◆ EXERCISE GOAL ◆
Lines with the string "DomainError" are to be identified in the listing and copied.

◆ SUPPLIED INFORMATION ◆
== Segment start ==
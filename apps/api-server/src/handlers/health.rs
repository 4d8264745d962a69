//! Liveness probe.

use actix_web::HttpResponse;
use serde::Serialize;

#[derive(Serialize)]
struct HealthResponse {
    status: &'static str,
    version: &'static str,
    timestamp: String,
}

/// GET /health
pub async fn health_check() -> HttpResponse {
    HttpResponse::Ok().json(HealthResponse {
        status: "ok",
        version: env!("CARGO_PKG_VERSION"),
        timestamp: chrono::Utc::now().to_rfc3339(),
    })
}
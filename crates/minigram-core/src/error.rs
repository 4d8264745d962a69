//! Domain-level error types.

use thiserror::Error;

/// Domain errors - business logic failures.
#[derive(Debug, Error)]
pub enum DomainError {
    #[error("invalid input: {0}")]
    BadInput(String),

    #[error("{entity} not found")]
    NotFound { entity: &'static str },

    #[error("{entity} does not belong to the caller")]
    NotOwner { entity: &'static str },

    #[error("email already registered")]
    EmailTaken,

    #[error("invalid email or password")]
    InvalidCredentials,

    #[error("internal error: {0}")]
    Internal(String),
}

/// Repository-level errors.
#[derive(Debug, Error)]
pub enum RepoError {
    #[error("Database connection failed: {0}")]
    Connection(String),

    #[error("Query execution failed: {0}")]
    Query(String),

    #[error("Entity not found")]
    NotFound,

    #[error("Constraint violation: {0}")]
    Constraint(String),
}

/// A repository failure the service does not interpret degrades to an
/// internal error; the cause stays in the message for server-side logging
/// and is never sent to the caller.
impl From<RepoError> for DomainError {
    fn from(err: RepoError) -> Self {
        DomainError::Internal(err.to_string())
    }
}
== Segment end ==
◆ ANSWER FOR THE TASK ◆
pub enum DomainError {
impl From<RepoError> for DomainError {
        DomainError::Internal(err.to_string())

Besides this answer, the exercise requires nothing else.